The board was reviewing a first draft, Mr. Van Scoyoc emphasized, and the public would have an opportunity to comment on proposed legislation. There is "some interest in getting this in place" prior to the emergency order's Nov. 1 expiration, he said. 

In East Hampton Village and Sag Harbor Village, the mayors issued executive orders in June to allow restaurants without existing outdoor dining to apply for permission to use public and private property to create temporary ones until Nov. 1. Prior to the Sept. 15 elections in East Hampton Village, the village board had been discussing extending the deadline to Dec. 1, and allowing the use of heaters. 

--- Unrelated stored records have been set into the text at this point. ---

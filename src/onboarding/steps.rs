//! The seven-page onboarding quiz.

use crate::error::FlowError;
use crate::flow::{Step, StepOption, StepSequence};

use super::model::{keys, settings_keys};

pub fn onboarding_steps() -> Result<StepSequence, FlowError> {
    StepSequence::new(vec![
        Step::info(keys::WELCOME, "Welcome to your dream journal")
            .with_body("A few quick questions so we can tailor your nights."),
        Step::text_input(keys::NAME, "What should we call you?")
            .with_body("Leave it empty and we'll pick a name for you."),
        Step::single_choice(
            keys::DREAM_RECALL,
            "How often do you remember your dreams?",
            vec![
                StepOption::new("Almost never", "rarely"),
                StepOption::new("A few times a week", "sometimes"),
                StepOption::new("Most mornings", "often"),
            ],
        )
        .stored_as(settings_keys::DREAM_RECALL),
        Step::single_choice(
            keys::DREAM_GOAL,
            "What would you like from your dreams?",
            vec![
                StepOption::new("Remember more of them", "recall"),
                StepOption::new("Understand what they mean", "meaning"),
                StepOption::new("Learn lucid dreaming", "lucid"),
                StepOption::new("Fewer nightmares", "calm"),
            ],
        )
        .stored_as(settings_keys::DREAM_GOAL),
        Step::single_choice(
            keys::SLEEP_CONCERN,
            "What bothers your sleep the most?",
            vec![
                StepOption::new("Falling asleep", "falling_asleep"),
                StepOption::new("Waking up at night", "waking_up"),
                StepOption::new("Nightmares", "nightmares"),
                StepOption::new("Nothing in particular", "none"),
            ],
        )
        .stored_as(settings_keys::SLEEP_CONCERN),
        Step::info(keys::NOTIFICATIONS, "Morning reminders")
            .with_body("A gentle nudge to write your dream down before it fades.")
            .stored_as(settings_keys::NOTIFICATIONS_GRANTED)
            .requests_permission(),
        Step::info(keys::READY, "You're all set")
            .with_body("Let's unlock your full dream journal."),
    ])
}

#[cfg(test)]
mod tests {
    use super::*;
    use crate::flow::StepKind;

    #[test]
    fn quiz_layout() {
        let seq = onboarding_steps().unwrap();
        assert_eq!(seq.step_count(), 7);
        assert_eq!(seq.steps()[0].id, keys::WELCOME);
        assert_eq!(seq.steps()[6].id, keys::READY);

        let name = seq.get(keys::NAME).unwrap();
        assert_eq!(name.kind, StepKind::TextInput);
        assert!(!name.required);
        // Written by the finisher so the default name applies
        assert!(name.storage_key.is_none());

        for id in [keys::DREAM_RECALL, keys::DREAM_GOAL, keys::SLEEP_CONCERN] {
            let step = seq.get(id).unwrap();
            assert!(step.required, "{id} must be required");
            assert!(step.storage_key.is_some());
        }
    }

    #[test]
    fn only_reminders_requests_permission() {
        let seq = onboarding_steps().unwrap();
        let asking: Vec<_> = seq
            .steps()
            .iter()
            .filter(|s| s.requests_permission)
            .map(|s| s.id.as_str())
            .collect();
        assert_eq!(asking, vec![keys::NOTIFICATIONS]);
    }
}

After being elected mayor last week, East Hampton Mayor Jerry Larsen said he's hoping to do even more to help restaurants shore up business during the colder months. His ideas appear in a separate story in today's paper. 

Sag Harbor Mayor Kathleen Mulcahy said she doesn't think there will be much clamoring to continue outdoor dining in the village beyond Nov. 1. "It's cold over here on the water, even with heaters," she said. But if restaurants want to extend past the executive order's cut-off date, "I expect we will entertain the proposals on a case by case basis," she said.